Joseph Kony Hunt: Caesar Acellam, Top LRA Commander, Captured, Says Uganda Official 



> KAMPALA, Uganda -- Ugandan forces captured a senior commander of Joseph Kony's Lord's Resistance Army after a brief fight with rebels near the Congo-Central African Republic border, an army official said Sunday, in what an analyst said was an "intelligence coup" for forces hunting for Kony.
> 
> Lt. Col. Abdul Rugumayo, intelligence chief for Uganda's military operation against the LRA, said Caesar Acellam was captured Saturday with two other rebel fighters as they tried to cross a river called Mbomu.
> 
> Although Acellam is not one of the LRA commanders indicted along with Kony in 2005 by the International Criminal Court, Ugandan officials say he was one of Kony's top military strategists and a reliable fighter.
> 
> "He is in good condition," Rugumayo said of Acellam. "He was captured with two other rebels. They were in a group of 30 rebels."
> 
> He said the others escaped.
> 
> Details of precisely how Acellam was captured were not available, but some analysts said it was possible he had just walked into the hands of Ugandan army officials.
> 
> "He's been on the defection shelf for a long time," said Angelo Izama, a political analyst with the Kampala-based security think tank Fanaka Kwawote. "This is a big intelligence coup for the Ugandan army."
> 
> A Ugandan army official, speaking on the condition of anonymity because he was not authorized to speak to the press, said losing Acellam was a big blow to Kony, whose forces have become increasingly degraded by a lack of food and having to constantly move to elude capture.



Joseph Kony Hunt: Caesar Acellam, Top LRA Commander, Captured, Says Uganda Official


----------



## Saigon

Anything which is done to stop Kony is a good thing, and I'm delighted if US troops are taking a more active role. 

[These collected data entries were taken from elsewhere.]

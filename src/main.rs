//! Pin Gallery CLI
//!
//! Fetches category images, searches Unsplash, lists mock pins and manages the
//! saved-pin collection from the command line.

use clap::{Parser, Subcommand};
use pin_gallery::pins::{
    category_stats, generate_mock_pins, photo_to_pin, related_pins, related_query, PinBoard,
};
use pin_gallery::random::XorShiftRng;
use pin_gallery::scroll::{attach, scroll_channel, ScrollMetrics, ScrollOptions};
use pin_gallery::{
    ApiConfig, GalleryConfig, ImageDescriptor, ImageFetchCache, SavedPins, UnsplashClient,
};
use serde::Serialize;
use std::path::PathBuf;
use std::sync::Arc;
use std::time::Duration;

/// Pin gallery content tools
#[derive(Parser, Debug)]
#[command(name = "pin_gallery")]
#[command(version, about, long_about = None)]
struct Args {
    /// Unsplash API base URL
    #[arg(long, default_value = pin_gallery::config::DEFAULT_API_URL)]
    api_url: String,

    /// Total fetch attempts before falling back to bundled images
    #[arg(long, default_value_t = 3)]
    max_attempts: u32,

    /// Base retry delay in milliseconds (multiplied by the attempt number)
    #[arg(long, default_value_t = 1000)]
    retry_delay_ms: u64,

    /// Path to the saved pins file
    #[arg(long, default_value_t = default_saved_path())]
    saved_file: String,

    #[command(subcommand)]
    command: Command,
}

#[derive(Subcommand, Debug)]
enum Command {
    /// Fetch one page of category images and print them as JSON
    Fetch {
        #[arg(short, long, default_value = "Nature")]
        category: String,
        #[arg(short = 'n', long, default_value_t = 12)]
        count: usize,
        #[arg(short, long, default_value_t = 1)]
        page: u32,
    },
    /// Load several pages the way the infinite scroll board does
    Browse {
        #[arg(short, long, default_value = "Nature")]
        category: String,
        #[arg(short = 'n', long, default_value_t = 12)]
        count: usize,
        /// Number of pages to load
        #[arg(long, default_value_t = 3)]
        pages: u32,
    },
    /// Search Unsplash and print the results as pins
    Search {
        query: String,
        #[arg(short, long, default_value_t = 1)]
        page: u32,
        #[arg(long, default_value_t = 30)]
        per_page: usize,
    },
    /// List mock pins, optionally filtered
    Pins {
        #[arg(short, long)]
        query: Option<String>,
        #[arg(short, long)]
        category: Option<String>,
        #[arg(short = 'n', long, default_value_t = 50)]
        count: usize,
        /// Seed for reproducible mock pins
        #[arg(long, default_value_t = 1)]
        seed: u64,
    },
    /// Print pin counts and a cover image per category
    Explore {
        #[arg(short = 'n', long, default_value_t = 50)]
        count: usize,
        #[arg(long, default_value_t = 1)]
        seed: u64,
    },
    /// Search Unsplash for pins related to a mock pin
    Related {
        id: String,
        #[arg(long, default_value_t = 1)]
        seed: u64,
        #[arg(long, default_value_t = 8)]
        per_page: usize,
    },
    /// Manage saved pins
    Saved {
        #[command(subcommand)]
        action: SavedAction,
    },
}

#[derive(Subcommand, Debug)]
enum SavedAction {
    /// Print saved pins
    List,
    /// Save a mock pin by id
    Add {
        id: String,
        #[arg(long, default_value_t = 1)]
        seed: u64,
    },
    /// Remove a saved pin by id
    Remove { id: String },
}

/// Returns the default saved pins path: ~/.local/share/pin_gallery/saved_pins.json
fn default_saved_path() -> String {
    SavedPins::default_path().to_string_lossy().to_string()
}

#[tokio::main]
async fn main() {
    // Initialize logging
    env_logger::Builder::from_env(env_logger::Env::default().default_filter_or("info")).init();

    let args = Args::parse();

    let mut config = GalleryConfig {
        api: ApiConfig::from_env().with_base_url(args.api_url.clone()),
        ..GalleryConfig::default()
    };
    config.cache.max_attempts = args.max_attempts;
    config.cache.retry_base_delay = Duration::from_millis(args.retry_delay_ms);

    let result = match args.command {
        Command::Fetch {
            category,
            count,
            page,
        } => run_fetch(&config, &category, count, page).await,
        Command::Browse {
            category,
            count,
            pages,
        } => run_browse(&config, category, count, pages).await,
        Command::Search {
            query,
            page,
            per_page,
        } => run_search(&config, &query, page, per_page).await,
        Command::Pins {
            query,
            category,
            count,
            seed,
        } => run_pins(query.as_deref(), category.as_deref(), count, seed),
        Command::Explore { count, seed } => run_explore(count, seed),
        Command::Related { id, seed, per_page } => {
            run_related(&config, &id, seed, per_page).await
        }
        Command::Saved { action } => run_saved(PathBuf::from(&args.saved_file), action),
    };

    if let Err(e) = result {
        log::error!("{}", e);
        std::process::exit(1);
    }
}

fn print_json<T: Serialize>(value: &T) -> pin_gallery::Result<()> {
    println!("{}", serde_json::to_string_pretty(value)?);
    Ok(())
}

fn build_cache(config: &GalleryConfig) -> pin_gallery::Result<ImageFetchCache> {
    let client = UnsplashClient::new(config.api.clone());
    ImageFetchCache::new(client, config.cache.clone())
}

async fn run_fetch(
    config: &GalleryConfig,
    category: &str,
    count: usize,
    page: u32,
) -> pin_gallery::Result<()> {
    let cache = build_cache(config)?;
    let images = cache.fetch_images(category, count, page).await;
    let fallback = images.iter().filter(|img| img.is_fallback()).count();
    log::info!(
        "Fetched {} images for {} page {} ({} from fallback pool)",
        images.len(),
        category,
        page,
        fallback
    );
    print_json(&images)
}

/// Feed synthetic near-bottom scroll events and load one page per trigger
async fn run_browse(
    config: &GalleryConfig,
    category: String,
    count: usize,
    pages: u32,
) -> pin_gallery::Result<()> {
    let cache = Arc::new(build_cache(config)?);
    cache.start_sweeper();

    let board = Arc::new(tokio::sync::Mutex::new(Vec::<ImageDescriptor>::new()));
    let next_page = Arc::new(std::sync::atomic::AtomicU32::new(1));

    let (events, rx) = scroll_channel();
    let loader = {
        let cache = Arc::clone(&cache);
        let board = Arc::clone(&board);
        let next_page = Arc::clone(&next_page);
        let category = category.clone();
        move || {
            let cache = Arc::clone(&cache);
            let board = Arc::clone(&board);
            let page = next_page.fetch_add(1, std::sync::atomic::Ordering::SeqCst);
            let category = category.clone();
            async move {
                let images = cache.fetch_images(&category, count, page).await;
                log::info!("Loaded page {} ({} images)", page, images.len());
                board.lock().await.extend(images);
                Ok::<(), pin_gallery::GalleryError>(())
            }
        }
    };

    let options = ScrollOptions {
        debounce: Duration::from_millis(100),
        ..ScrollOptions::default()
    };
    let attachment = attach(rx, loader, options);

    // Each viewport is 800px, content always ends just below it
    let at_bottom = ScrollMetrics::new(2000.0, 1200.0, 800.0);
    while attachment.load_count() < pages as usize {
        if !attachment.is_loading() {
            let _ = events.send(at_bottom);
        }
        tokio::time::sleep(Duration::from_millis(50)).await;
    }
    while attachment.is_loading() {
        tokio::time::sleep(Duration::from_millis(50)).await;
    }

    attachment.detach();
    cache.dispose();

    let images = board.lock().await;
    print_json(&*images)
}

async fn run_search(
    config: &GalleryConfig,
    query: &str,
    page: u32,
    per_page: usize,
) -> pin_gallery::Result<()> {
    let client = UnsplashClient::new(config.api.clone());
    let photos = client.search_photos(query, page, per_page).await?;
    let pins: Vec<_> = photos.iter().map(photo_to_pin).collect();
    log::info!("Found {} pins for '{}'", pins.len(), query);
    print_json(&pins)
}

fn run_pins(
    query: Option<&str>,
    category: Option<&str>,
    count: usize,
    seed: u64,
) -> pin_gallery::Result<()> {
    let board = PinBoard::new(generate_mock_pins(count, &mut XorShiftRng::seeded(seed)));

    let mut pins: Vec<_> = match query {
        Some(q) => board.search(q),
        None => board.pins().iter().collect(),
    };
    if let Some(category) = category {
        pins.retain(|pin| pin.category.as_deref() == Some(category));
    }

    print_json(&pins)
}

fn run_explore(count: usize, seed: u64) -> pin_gallery::Result<()> {
    let mut rng = XorShiftRng::seeded(seed);
    let pins = generate_mock_pins(count, &mut rng);
    print_json(&category_stats(&pins, &mut rng))
}

async fn run_related(
    config: &GalleryConfig,
    id: &str,
    seed: u64,
    per_page: usize,
) -> pin_gallery::Result<()> {
    let board = PinBoard::new(generate_mock_pins(50, &mut XorShiftRng::seeded(seed)));
    let Some(pin) = board.get(id) else {
        log::warn!("No pin with id {}", id);
        return Ok(());
    };

    let query = related_query(pin);
    let client = UnsplashClient::new(config.api.clone());
    let photos = client.search_photos(query, 1, per_page).await?;
    let related = related_pins(&photos, id);
    log::info!("Found {} pins related to {} ('{}')", related.len(), id, query);
    print_json(&related)
}

fn run_saved(path: PathBuf, action: SavedAction) -> pin_gallery::Result<()> {
    let mut saved = SavedPins::load(&path);

    match action {
        SavedAction::List => return print_json(&saved.saved_pins()),
        SavedAction::Add { id, seed } => {
            let board = PinBoard::new(generate_mock_pins(50, &mut XorShiftRng::seeded(seed)));
            match board.get(&id) {
                Some(pin) => {
                    saved.save_pin(pin.clone());
                    log::info!("Saved {}", id);
                }
                None => {
                    log::warn!("No pin with id {}", id);
                    return Ok(());
                }
            }
        }
        SavedAction::Remove { id } => {
            if saved.remove_pin(&id) {
                log::info!("Removed {}", id);
            } else {
                log::warn!("{} was not saved", id);
            }
        }
    }

    saved.save()
}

Removing him from the face of the map would be a real boost for morale in several countries.


----------



## High_Gravity

Saigon said:


> Anything which is done to stop Kony is a good thing, and I'm delighted if US troops are taking a more active role.
> 
> Removing him from the face of the map would be a real boost for morale in several countries.

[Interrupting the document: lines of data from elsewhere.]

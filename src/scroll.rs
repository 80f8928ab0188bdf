//! Infinite scroll load trigger
//!
//! Listens to a stream of scroll position snapshots and runs a caller-supplied
//! async loader when the viewport gets close to the bottom of the content.
//! A trigger sets the loading guard and arms a debounce timer; the loader runs
//! when the timer fires. Scroll events are ignored while the guard is set, and
//! the guard is cleared only once the loader settles, so loads never overlap.

use std::fmt::Display;
use std::future::Future;
use std::sync::atomic::{AtomicBool, AtomicUsize, Ordering};
use std::sync::{Arc, Mutex, PoisonError};
use std::time::Duration;
use tokio::sync::mpsc;
use tokio::task::{JoinError, JoinHandle};
use tokio::time::Instant;

/// Viewport snapshot delivered on every scroll event
#[derive(Debug, Clone, Copy, PartialEq)]
pub struct ScrollMetrics {
    /// Total height of the scrollable content
    pub scroll_height: f64,
    /// Current vertical offset
    pub scroll_top: f64,
    /// Height of the visible area
    pub viewport_height: f64,
}

impl ScrollMetrics {
    pub fn new(scroll_height: f64, scroll_top: f64, viewport_height: f64) -> Self {
        Self {
            scroll_height,
            scroll_top,
            viewport_height,
        }
    }

    /// Remaining content is within `threshold` viewports
    pub fn near_bottom(&self, threshold: f64) -> bool {
        self.scroll_height - self.scroll_top <= self.viewport_height * threshold
    }
}

#[derive(Debug, Clone, Copy)]
pub struct ScrollOptions {
    /// Trigger distance in viewport heights
    pub threshold: f64,
    /// Delay between the trigger and the loader call
    pub debounce: Duration,
}

impl Default for ScrollOptions {
    fn default() -> Self {
        Self {
            threshold: 1.5,
            debounce: Duration::from_millis(500),
        }
    }
}

/// A loader that did not complete normally
#[derive(Debug)]
pub enum LoadFailure<E> {
    /// The loader returned an error
    Failed(E),
    /// The loader panicked
    Panicked(String),
}

/// Channel the event source pushes scroll snapshots into
pub fn scroll_channel() -> (
    mpsc::UnboundedSender<ScrollMetrics>,
    mpsc::UnboundedReceiver<ScrollMetrics>,
) {
    mpsc::unbounded_channel()
}

#[derive(Debug, Default)]
struct LoadState {
    is_loading: AtomicBool,
    /// Set from the loader call until the load settles
    in_flight: AtomicBool,
    detached: AtomicBool,
    loads: AtomicUsize,
}

/// Clears the loading guard when dropped, whatever way the load ended
struct LoadingGuard(Arc<LoadState>);

impl Drop for LoadingGuard {
    fn drop(&mut self) {
        self.0.in_flight.store(false, Ordering::SeqCst);
        self.0.is_loading.store(false, Ordering::SeqCst);
    }
}

/// Active infinite-scroll registration.
///
/// Dropping it detaches the listener.
pub struct ScrollAttachment<E> {
    state: Arc<LoadState>,
    listener: Mutex<Option<JoinHandle<()>>>,
    failures: mpsc::UnboundedReceiver<LoadFailure<E>>,
}

impl<E> ScrollAttachment<E> {
    /// Whether a load has been triggered and not yet settled
    pub fn is_loading(&self) -> bool {
        self.state.is_loading.load(Ordering::SeqCst)
    }

    /// Number of loader invocations so far
    pub fn load_count(&self) -> usize {
        self.state.loads.load(Ordering::SeqCst)
    }

    pub fn is_detached(&self) -> bool {
        self.state.detached.load(Ordering::SeqCst)
    }

    /// Stop listening and cancel any pending debounce timer.
    ///
    /// Safe to call repeatedly. A load already running is left to finish and
    /// clears the guard itself; otherwise the guard is cleared here.
    pub fn detach(&self) {
        self.state.detached.store(true, Ordering::SeqCst);
        let task = self
            .listener
            .lock()
            .unwrap_or_else(PoisonError::into_inner)
            .take();
        if let Some(task) = task {
            task.abort();
            log::debug!("Infinite scroll listener detached");
        }
        if !self.state.in_flight.load(Ordering::SeqCst) {
            self.state.is_loading.store(false, Ordering::SeqCst);
        }
    }

    /// Next loader failure, waiting until one arrives.
    ///
    /// Returns `None` once the attachment is detached and every running
    /// load has finished.
    pub async fn next_failure(&mut self) -> Option<LoadFailure<E>> {
        self.failures.recv().await
    }

    /// Next loader failure if one is already queued
    pub fn try_next_failure(&mut self) -> Option<LoadFailure<E>> {
        self.failures.try_recv().ok()
    }
}

impl<E> Drop for ScrollAttachment<E> {
    fn drop(&mut self) {
        self.detach();
    }
}

/// Start listening to `events` and invoke `loader` near the bottom.
///
/// Must be called from within a tokio runtime.
pub fn attach<F, Fut, E>(
    events: mpsc::UnboundedReceiver<ScrollMetrics>,
    loader: F,
    options: ScrollOptions,
) -> ScrollAttachment<E>
where
    F: Fn() -> Fut + Send + Sync + 'static,
    Fut: Future<Output = Result<(), E>> + Send + 'static,
    E: Display + Send + 'static,
{
    let state = Arc::new(LoadState::default());
    let (failure_tx, failure_rx) = mpsc::unbounded_channel();

    let listener = tokio::spawn(listen(
        events,
        Arc::new(loader),
        options,
        Arc::clone(&state),
        failure_tx,
    ));

    ScrollAttachment {
        state,
        listener: Mutex::new(Some(listener)),
        failures: failure_rx,
    }
}

async fn listen<F, Fut, E>(
    mut events: mpsc::UnboundedReceiver<ScrollMetrics>,
    loader: Arc<F>,
    options: ScrollOptions,
    state: Arc<LoadState>,
    failures: mpsc::UnboundedSender<LoadFailure<E>>,
) where
    F: Fn() -> Fut + Send + Sync + 'static,
    Fut: Future<Output = Result<(), E>> + Send + 'static,
    E: Display + Send + 'static,
{
    let timer = tokio::time::sleep(Duration::ZERO);
    tokio::pin!(timer);
    let mut armed = false;

    loop {
        tokio::select! {
            event = events.recv() => {
                let Some(metrics) = event else {
                    // Source closed; honour a trigger that was already armed
                    if armed {
                        (&mut timer).await;
                        spawn_load(&loader, &state, &failures);
                    }
                    break;
                };

                if state.is_loading.load(Ordering::SeqCst) {
                    continue;
                }

                if metrics.near_bottom(options.threshold) {
                    state.is_loading.store(true, Ordering::SeqCst);
                    timer.as_mut().reset(Instant::now() + options.debounce);
                    armed = true;
                }
            }
            () = &mut timer, if armed => {
                armed = false;
                spawn_load(&loader, &state, &failures);
            }
        }
    }
}

fn spawn_load<F, Fut, E>(
    loader: &Arc<F>,
    state: &Arc<LoadState>,
    failures: &mpsc::UnboundedSender<LoadFailure<E>>,
) where
    F: Fn() -> Fut + Send + Sync + 'static,
    Fut: Future<Output = Result<(), E>> + Send + 'static,
    E: Display + Send + 'static,
{
    let guard = LoadingGuard(Arc::clone(state));
    // Marked before the detach check so a concurrent detach sees one or the other
    state.in_flight.store(true, Ordering::SeqCst);
    if state.detached.load(Ordering::SeqCst) {
        return;
    }

    state.loads.fetch_add(1, Ordering::SeqCst);
    let load = loader();
    let failures = failures.clone();

    tokio::spawn(async move {
        let _guard = guard;
        match tokio::spawn(load).await {
            Ok(Ok(())) => log::debug!("Infinite scroll load completed"),
            Ok(Err(e)) => {
                log::warn!("Infinite scroll load failed: {}", e);
                let _ = failures.send(LoadFailure::Failed(e));
            }
            Err(join_err) => {
                let message = panic_message(join_err);
                log::warn!("Infinite scroll load panicked: {}", message);
                let _ = failures.send(LoadFailure::Panicked(message));
            }
        }
    });
}

fn panic_message(err: JoinError) -> String {
    if !err.is_panic() {
        return err.to_string();
    }
    let payload = err.into_panic();
    if let Some(s) = payload.downcast_ref::<&str>() {
        (*s).to_string()
    } else if let Some(s) = payload.downcast_ref::<String>() {
        s.clone()
    } else {
        "loader panicked".to_string()
    }
}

Kony should have been hit by a cruise missile decades ago.


----------



## Saigon

He should, indeed! It couldn't happen to a nicer guy! 

There's a good book about him, btw, called 'Wizard of the Nile' - well worth a read.


----------



## Mad Scientist

Kony's been dead for about 5 years.

But that's OK, he's the new OBL right? Now America can spend Trillions more chasing his ghost around Africa in the name of "Freedom" when it's really all just for Empire. Just like in the Middle East.

But then after 5 or 10 years (however long the Military wants to play) a Special Forces raid will kill him and he'll be "buried at sea" in accordance with African custom. There'll be no pictures of course but that won't stop Hollywood from filming the blockbuster, All Star Hollywood cast movie about it.

And Americans will eat it up, just like they do with everything else.


----------



## Saigon

Mad Scientist said:


> Kony's been dead for about 5 years.



Right. And you know this...how, exactly?


----------



## High_Gravity

How you figure Kony has been dead?


----------



## Mad Scientist

*I'm* not saying it. *Ugandans* are saying it.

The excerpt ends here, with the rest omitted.